:: Data shown ::
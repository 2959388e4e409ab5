use thiserror::Error;

/// Errors produced by drivers, configuration parsing, and the registry.
///
/// Every driver operation funnels into this type so the runner can treat
/// heterogeneous stores uniformly. Streaming errors carry the message only;
/// the runner attaches migration context when it emits events.
#[derive(Debug, Error)]
pub enum CoreError {
    /// The registry has no factory under the requested driver name.
    #[error("no such driver: {0}")]
    UnknownDriver(String),

    /// A required configuration key is absent.
    #[error("missing config key {key}")]
    MissingConfigKey { key: String },

    /// A configuration key holds a value of the wrong type.
    #[error("config key {key} expects {expected}, got {actual}")]
    BadConfigType {
        key: String,
        expected: &'static str,
        actual: &'static str,
    },

    /// An operation was invoked before `configure` succeeded.
    #[error("{0} is not configured")]
    NotConfigured(&'static str),

    /// The driver does not implement the requested operation.
    #[error("operation not supported: {0}")]
    NotSupported(String),

    /// Failed to reach or authenticate against the backing store.
    #[error("connection failed: {0}")]
    Connect(String),

    /// The source stream failed mid-read.
    #[error("source read failed: {0}")]
    SourceRead(String),

    /// The destination rejected a write.
    #[error("destination write failed: {0}")]
    DestinationWrite(String),

    #[error("io error: {0}")]
    Io(#[from] std::io::Error),
}

impl CoreError {
    pub fn missing_key(key: impl Into<String>) -> Self {
        Self::MissingConfigKey { key: key.into() }
    }

    pub fn connect(msg: impl Into<String>) -> Self {
        Self::Connect(msg.into())
    }

    pub fn source_read(msg: impl Into<String>) -> Self {
        Self::SourceRead(msg.into())
    }

    pub fn destination_write(msg: impl Into<String>) -> Self {
        Self::DestinationWrite(msg.into())
    }

    pub fn not_supported(msg: impl Into<String>) -> Self {
        Self::NotSupported(msg.into())
    }
}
:::
**What is required**
Set down, from the entries above, exactly the lines from the one with "it emits events." up to and including the one with "key is absent.", and no other lines.

**Answer to the problem**
/// the runner attaches migration context when it emits events.
#[derive(Debug, Error)]
pub enum CoreError {
    /// The registry has no factory under the requested driver name.
    #[error("no such driver: {0}")]
    UnknownDriver(String),

    /// A required configuration key is absent.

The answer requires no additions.